If your goal in weight training is tone and endurance, choose a lighter weight that you can lift 10 to 12 times. Again, your weight should be heavy enough so that the last repetition is very difficult to lift.
Why does using more weight and performing fewer reps promote more strength? For one, a person using heavier weights tends to work out harder. Body makeup is also key. The human body is composed of two different types of muscles: slow twitch and fast twitch.
According to Indiania University School of Medicine, slow twitch muscles contract slowly, use a lot oxygen, are heavily fueled by blood vessels and are capable of greater endurance. They are drawn upon for such endurance exercises as long-distance running and cycling.

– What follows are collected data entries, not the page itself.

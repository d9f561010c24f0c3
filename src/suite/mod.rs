//! Test suites assembled from existing or generated test files.
//!
//! Files are parsed into [`TestCase`] records, collected into a
//! [`SuiteIndex`], deduplicated by quality score, and rendered back into a
//! single merged test file.

pub mod extractor;
pub mod quality;

use crate::config::Rules;
use crate::generation::unit::extract_includes;
use anyhow::{Context, Result};
use extractor::TestCaseExtractor;
use quality::QualityScorer;
use std::collections::BTreeMap;
use std::path::{Path, PathBuf};

/// One test declaration and its verbatim body.
#[derive(Debug, Clone, PartialEq, Eq)]
pub struct TestCase {
    pub suite: String,
    pub name: String,
    /// File the case was read from
    pub file: PathBuf,
    /// Declaration through the matching closing brace
    pub body: String,
}

impl TestCase {
    /// Identity key: `(suite, name)`
    pub fn key(&self) -> (&str, &str) {
        (&self.suite, &self.name)
    }
}

/// Test cases grouped by suite name, in insertion order within a suite.
#[derive(Debug, Clone, Default, PartialEq, Eq)]
pub struct SuiteIndex {
    suites: BTreeMap<String, Vec<TestCase>>,
}

impl SuiteIndex {
    pub fn new() -> Self {
        Self::default()
    }

    pub fn insert(&mut self, case: TestCase) {
        self.suites.entry(case.suite.clone()).or_default().push(case);
    }

    /// Total number of test cases across all suites
    pub fn len(&self) -> usize {
        self.suites.values().map(Vec::len).sum()
    }

    pub fn is_empty(&self) -> bool {
        self.len() == 0
    }

    pub fn suite_count(&self) -> usize {
        self.suites.len()
    }

    /// Suites in name order
    pub fn iter(&self) -> impl Iterator<Item = (&String, &Vec<TestCase>)> {
        self.suites.iter()
    }

    pub fn into_suites(self) -> BTreeMap<String, Vec<TestCase>> {
        self.suites
    }
}

impl FromIterator<TestCase> for SuiteIndex {
    fn from_iter<I: IntoIterator<Item = TestCase>>(iter: I) -> Self {
        let mut index = SuiteIndex::new();
        for case in iter {
            index.insert(case);
        }
        index
    }
}

/// Result of merging several test files into one
#[derive(Debug)]
pub struct MergedSuite {
    pub includes: Vec<String>,
    /// Top-level code the cases rely on (fixtures, helpers), first-seen order
    pub support: Vec<String>,
    pub index: SuiteIndex,
    /// Cases read before deduplication
    pub extracted: usize,
}

impl MergedSuite {
    pub fn duplicates_dropped(&self) -> usize {
        self.extracted - self.index.len()
    }

    /// Includes, then support code, then every suite's cases separated by
    /// blank lines.
    pub fn render(&self) -> String {
        let mut out = String::new();
        for include in &self.includes {
            out.push_str(include);
            out.push('\n');
        }

        for block in &self.support {
            out.push('\n');
            out.push_str(block);
            out.push('\n');
        }

        for (suite, cases) in self.index.iter() {
            out.push_str(&format!("\n// {}\n", suite));
            for case in cases {
                out.push('\n');
                out.push_str(case.body.trim_end());
                out.push('\n');
            }
        }
        out
    }
}

/// Split the non-test text of a file into top-level blocks.
///
/// Include lines are dropped (they are merged separately). A blank line at
/// brace depth zero ends a block.
fn support_blocks(text: &str) -> Vec<String> {
    let mut blocks = Vec::new();
    let mut current: Vec<&str> = Vec::new();
    let mut depth: i64 = 0;

    for line in text.lines() {
        if line.trim_start().starts_with("#include") {
            continue;
        }
        if line.trim().is_empty() && depth <= 0 {
            if !current.is_empty() {
                blocks.push(current.join("\n"));
                current.clear();
            }
            continue;
        }
        for ch in line.chars() {
            match ch {
                '{' => depth += 1,
                '}' => depth -= 1,
                _ => {}
            }
        }
        current.push(line);
    }
    if !current.is_empty() {
        blocks.push(current.join("\n"));
    }

    blocks
        .into_iter()
        .map(|b| b.trim_end().to_string())
        .filter(|b| !b.trim().is_empty())
        .collect()
}

/// Extract, deduplicate, and combine the test cases of `files`.
pub fn merge_files(files: &[PathBuf], rules: &Rules) -> Result<MergedSuite> {
    let extractor = TestCaseExtractor::new(rules.test_framework)?;
    let scorer = QualityScorer::from_rules(rules);

    let mut includes: Vec<String> = Vec::new();
    let mut support: Vec<String> = Vec::new();
    let mut index = SuiteIndex::new();

    for path in files {
        let text = std::fs::read_to_string(path)
            .with_context(|| format!("Failed to read test file {}", path.display()))?;

        for include in extract_includes(&text) {
            if !includes.contains(&include) {
                includes.push(include);
            }
        }

        let (cases, rest) = extractor.extract_with_support(path, &text);
        tracing::debug!("{}: {} test cases", path.display(), cases.len());
        // Identical fixtures and helpers from several files appear once
        for block in support_blocks(&rest) {
            if !support.contains(&block) {
                support.push(block);
            }
        }
        for case in cases {
            index.insert(case);
        }
    }

    let extracted = index.len();
    let index = scorer.resolve(index);
    tracing::info!(
        "Merged {} files: {} test cases in {} suites ({} duplicates dropped)",
        files.len(),
        index.len(),
        index.suite_count(),
        extracted - index.len()
    );

    Ok(MergedSuite {
        includes,
        support,
        index,
        extracted,
    })
}

/// Merge `files` and write the result to `output`.
pub fn merge_into(files: &[PathBuf], output: &Path, rules: &Rules) -> Result<MergedSuite> {
    let merged = merge_files(files, rules)?;
    if let Some(dir) = output.parent().filter(|d| !d.as_os_str().is_empty()) {
        std::fs::create_dir_all(dir)
            .with_context(|| format!("Failed to create directory {}", dir.display()))?;
    }
    std::fs::write(output, merged.render())
        .with_context(|| format!("Failed to write merged test file {}", output.display()))?;
    Ok(merged)
}
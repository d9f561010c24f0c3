mod ollama;
pub mod orchestrator;

pub use ollama::OllamaClient;
pub use orchestrator::{GenerationRequest, ModelOrchestrator, RetryPolicy};

use crate::config::ModelConfig;
use async_trait::async_trait;
use serde::Serialize;
use std::time::Duration;
use thiserror::Error;

/// Sampling options sent with every generation call
#[derive(Debug, Clone, Copy, PartialEq, Serialize)]
pub struct GenerateOptions {
    /// Context window size in tokens
    pub num_ctx: u32,
    /// Maximum tokens to generate
    pub num_predict: u32,
    pub temperature: f32,
}

impl GenerateOptions {
    pub fn from_config(config: &ModelConfig) -> Self {
        Self {
            num_ctx: config.context_window,
            num_predict: config.max_output_tokens,
            temperature: config.temperature,
        }
    }
}

impl Default for GenerateOptions {
    fn default() -> Self {
        Self::from_config(&ModelConfig::default())
    }
}

/// Transport and availability failures reported by a model backend
#[derive(Debug, Error)]
pub enum BackendError {
    #[error("failed to reach model backend: {0}")]
    Unreachable(String),

    #[error("model call timed out after {0:?}")]
    Timeout(Duration),

    #[error("empty response from model")]
    EmptyResponse,

    #[error("model backend returned {status}: {body}")]
    Api { status: u16, body: String },

    #[error("failed to decode model backend response: {0}")]
    Decode(String),
}

/// A text-generation service that can list and run models
#[async_trait]
pub trait ModelBackend: Send + Sync {
    /// Identifiers of the models the backend can serve right now
    async fn list_models(&self) -> Result<Vec<String>, BackendError>;

    /// Run `prompt` against `model`, returning the fully drained response
    async fn generate(
        &self,
        model: &str,
        prompt: &str,
        options: &GenerateOptions,
    ) -> Result<String, BackendError>;
}
//! Project builds.
//!
//! The build system is picked from marker files in the project root, in
//! order: `CMakeLists.txt`, `Makefile`, `build.sh`, `configure`. A project
//! with none of them has each non-test source compiled on its own.

use crate::config::BuildConfig;
use crate::context::RunContext;
use crate::process::{run_command_with_timeout, CommandResult};
use anyhow::{Context, Result};
use std::path::{Path, PathBuf};
use std::time::{Duration, Instant};

const BUILD_DIR: &str = "build";

/// Extensions compiled when there is no build system
const DIRECT_EXTENSIONS: &[&str] = &["cpp", "cc", "cxx"];

const SKIP_DIRS: &[&str] = &["build", "external", "node_modules"];

const VERSION_CHECK_TIMEOUT: Duration = Duration::from_secs(30);

#[derive(Debug, Clone, Copy, PartialEq, Eq)]
pub enum BuildSystem {
    CMake,
    Makefile,
    Script,
    Configure,
    Direct,
}

impl BuildSystem {
    pub fn detect(root: &Path) -> Self {
        if root.join("CMakeLists.txt").is_file() {
            BuildSystem::CMake
        } else if root.join("Makefile").is_file() {
            BuildSystem::Makefile
        } else if root.join("build.sh").is_file() {
            BuildSystem::Script
        } else if root.join("configure").is_file() {
            BuildSystem::Configure
        } else {
            BuildSystem::Direct
        }
    }
}

impl std::fmt::Display for BuildSystem {
    fn fmt(&self, f: &mut std::fmt::Formatter<'_>) -> std::fmt::Result {
        match self {
            BuildSystem::CMake => write!(f, "CMake"),
            BuildSystem::Makefile => write!(f, "make"),
            BuildSystem::Script => write!(f, "build.sh"),
            BuildSystem::Configure => write!(f, "configure + make"),
            BuildSystem::Direct => write!(f, "direct compilation"),
        }
    }
}

/// One external tool invocation
#[derive(Debug, Clone, PartialEq, Eq)]
pub struct BuildStep {
    pub dir: PathBuf,
    pub program: String,
    pub args: Vec<String>,
}

impl BuildStep {
    /// Step from a configured command line (`"ccache g++"`) plus `extra` args
    pub fn tool(dir: &Path, command: &str, extra: &[&str]) -> Result<Self> {
        let mut words = command.split_whitespace();
        let program = words
            .next()
            .with_context(|| format!("Empty build command for {}", dir.display()))?;
        let args = words
            .map(str::to_string)
            .chain(extra.iter().map(|s| s.to_string()))
            .collect();
        Ok(Self {
            dir: dir.to_path_buf(),
            program: program.to_string(),
            args,
        })
    }

    /// Project script run by path from the project root
    fn script(root: &Path, name: &str) -> Self {
        Self {
            dir: root.to_path_buf(),
            program: root.join(name).display().to_string(),
            args: Vec::new(),
        }
    }

    pub fn command_line(&self) -> String {
        std::iter::once(self.program.as_str())
            .chain(self.args.iter().map(String::as_str))
            .collect::<Vec<_>>()
            .join(" ")
    }

    pub async fn run(&self, timeout: Duration) -> CommandResult {
        run_command_with_timeout(&self.dir, &self.program, &self.args, timeout).await
    }
}

/// Run `steps` in order, stopping at the first that fails.
pub async fn run_steps(steps: &[BuildStep], timeout: Duration, ctx: &RunContext) -> Result<()> {
    for step in steps {
        ctx.info(format!("Executing: {}", step.command_line()));
        let result = step.run(timeout).await;
        tracing::debug!(
            "{} finished in {}ms",
            step.command_line(),
            result.duration_ms
        );
        if !result.success {
            anyhow::bail!(
                "{} failed:\n{}",
                step.command_line(),
                result.output.trim_end()
            );
        }
    }
    Ok(())
}

/// Tool steps for `system`; empty for direct compilation.
pub fn plan_steps(system: BuildSystem, root: &Path, tools: &BuildConfig) -> Result<Vec<BuildStep>> {
    let build_dir = root.join(BUILD_DIR);
    let steps = match system {
        BuildSystem::CMake => vec![
            BuildStep::tool(&build_dir, &tools.cmake, &["..", "-DCMAKE_BUILD_TYPE=Debug"])?,
            BuildStep::tool(&build_dir, &tools.cmake, &["--build", "."])?,
        ],
        BuildSystem::Makefile => vec![BuildStep::tool(root, &tools.make, &["all"])?],
        BuildSystem::Script => vec![BuildStep::script(root, "build.sh")],
        BuildSystem::Configure => vec![
            BuildStep::script(root, "configure"),
            BuildStep::tool(root, &tools.make, &[])?,
        ],
        BuildSystem::Direct => Vec::new(),
    };
    Ok(steps)
}

/// Non-test sources under `root` for direct compilation, relative and sorted.
pub fn direct_sources(root: &Path) -> Result<Vec<PathBuf>> {
    let mut sources = Vec::new();

    for entry in walkdir::WalkDir::new(root)
        .follow_links(false)
        .into_iter()
        .filter_entry(|e| {
            let name = e.file_name().to_string_lossy();
            e.depth() == 0 || (!name.starts_with('.') && !SKIP_DIRS.contains(&name.as_ref()))
        })
    {
        let entry = entry?;
        if !entry.file_type().is_file() {
            continue;
        }
        let path = entry.path();
        let name = entry.file_name().to_string_lossy().to_lowercase();
        let is_source = path
            .extension()
            .map(|ext| ext.to_string_lossy().to_lowercase())
            .is_some_and(|ext| DIRECT_EXTENSIONS.contains(&ext.as_str()));

        if is_source && !name.contains("test") {
            sources.push(path.strip_prefix(root).unwrap_or(path).to_path_buf());
        }
    }

    sources.sort();
    Ok(sources)
}

/// Result of a project build
#[derive(Debug)]
pub struct BuildOutcome {
    pub system: BuildSystem,
    /// Sources compiled on their own (direct compilation only)
    pub compiled: Vec<PathBuf>,
    pub failed: Vec<PathBuf>,
    pub duration: Duration,
}

impl BuildOutcome {
    pub fn is_success(&self) -> bool {
        self.failed.is_empty()
    }
}

/// Builds a C/C++ project with whatever build system it carries.
pub struct ProjectBuilder {
    root: PathBuf,
    tools: BuildConfig,
    standard_flag: String,
    ctx: RunContext,
}
/// Everything needed to generate tests for one source unit.
#[derive(Debug, Clone)]
pub struct GenerationRequest {
    pub prompt: String,
    /// Primary model first, then fallbacks
    pub models: Vec<String>,
    pub options: GenerateOptions,
    /// Deadline for a single attempt
    pub timeout: Duration,
}

impl GenerationRequest {
    pub fn new(prompt: String, config: &ModelConfig) -> Self {
        Self {
            prompt,
            models: config.requested_models(),
            options: GenerateOptions::from_config(config),
            timeout: Duration::from_secs(config.timeout_minutes.saturating_mul(60)),
        }
    }
}

/// A sanitized, validated response
#[derive(Debug, Clone, PartialEq, Eq)]
pub struct Generated {
    pub code: String,
    /// Model that produced `code`
    pub model: String,
    /// Attempts that failed before this one succeeded
    pub failed_attempts: u32,
}

/// Why a single attempt did not produce usable code
#[derive(Debug, Error)]
pub enum AttemptError {
    #[error(transparent)]
    Backend(#[from] BackendError),

    #[error("response does not contain valid test code")]
    Malformed,
}

/// Terminal failure of a generation call
#[derive(Debug, Error)]
pub enum GenerationError {
    #[error("failed to list available models: {0}")]
    ListModels(#[source] BackendError),

    #[error("none of the requested models are available: {}", requested.join(", "))]
    NoCandidates { requested: Vec<String> },

    #[error("failed to generate tests with all models after {attempts} attempts. Last error: {last}")]
    Exhausted { attempts: u32, last: AttemptError },
}

/// Runs a generation request across candidate models.
#[derive(Clone)]
pub struct ModelOrchestrator {
    backend: Arc<dyn ModelBackend>,
    policy: RetryPolicy,
}

impl ModelOrchestrator {
    pub fn new(backend: Arc<dyn ModelBackend>, policy: RetryPolicy) -> Self {
        Self { backend, policy }
    }

    /// Try each available candidate model in priority order until one
    /// returns sanitized test code.
    pub async fn generate(&self, request: &GenerationRequest) -> Result<Generated, GenerationError> {
        // Availability is fetched once per call and never cached across calls
        let available = self
            .backend
            .list_models()
            .await
            .map_err(GenerationError::ListModels)?;

        let candidates = available_candidates(&request.models, &available);
        tracing::debug!("Available models from server: {:?}", available);

        if candidates.is_empty() {
            return Err(GenerationError::NoCandidates {
                requested: request.models.clone(),
            });
        }
        tracing::info!("Models to try in order: {:?}", candidates);

        let mut failed_attempts = 0;
        let mut last_error = None;

        for attempt in attempt_plan(&candidates, &self.policy) {
            tracing::debug!(
                "Attempt {}/{} with model {}",
                attempt.number,
                self.policy.max_attempts,
                attempt.model
            );

            match self.try_attempt(&attempt.model, request).await {
                Ok(code) => {
                    tracing::info!(
                        "Generated tests with model {} on attempt {}",
                        attempt.model,
                        attempt.number
                    );
                    return Ok(Generated {
                        code,
                        model: attempt.model,
                        failed_attempts,
                    });
                }
                Err(e) => {
                    tracing::warn!(
                        "Attempt {} failed with model {}: {}",
                        attempt.number,
                        attempt.model,
                        e
                    );
                    failed_attempts += 1;
                    last_error = Some(e);

                    if self.policy.has_retry_after(attempt.number) {
                        let wait = self.policy.backoff(attempt.number);
                        tracing::debug!("Waiting {:?} before retry", wait);
                        tokio::time::sleep(wait).await;
                    } else {
                        tracing::warn!("All attempts failed for model {}", attempt.model);
                    }
                }
            }
        }

        match last_error {
            Some(last) => Err(GenerationError::Exhausted {
                attempts: failed_attempts,
                last,
            }),
            None => Err(GenerationError::NoCandidates {
                requested: request.models.clone(),
            }),
        }
    }

    /// One bounded call plus sanitization
    async fn try_attempt(
        &self,
        model: &str,
        request: &GenerationRequest,
    ) -> Result<String, AttemptError> {
        let response = tokio::time::timeout(
            request.timeout,
            self.backend
                .generate(model, &request.prompt, &request.options),
        )
        .await
        .map_err(|_| BackendError::Timeout(request.timeout))??;

        if response.trim().is_empty() {
            return Err(BackendError::EmptyResponse.into());
        }

        let sanitized = sanitize(&response);
        if !sanitized.ok {
            return Err(AttemptError::Malformed);
        }

        tracing::debug!(
            "Sanitized response: {} -> {} bytes",
            response.len(),
            sanitized.code.len()
        );
        Ok(sanitized.code)
    }
}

Fast twitch muscles contract quickly, do not utilize many blood vessels and are capable of more force but less endurance. Sprinting and throwing are activities that draw heavily on these muscles. When you lift heavy weights, you engage and develop more of these fast twitch muscles, thereby developing your body's strength.
Variations
Keep yourself engaged. Work on both strength and tone by trying different sizes of weights on different days. Also, try varying sizes of weights between sets. For instance, instead of simply performing three to five sets of the same weight and number of repetitions, try the "pyramid" system, which entails increasing the load and reducing the repetitions with every set. You might, for instance, lift 100 pounds 10 times in the first set, 120 pounds six times in the second set, and 140 pounds four times in the third set. In the "reverse pyramid" approach, you would do the opposite of this, decreasing the load and increasing the repetitions between sets.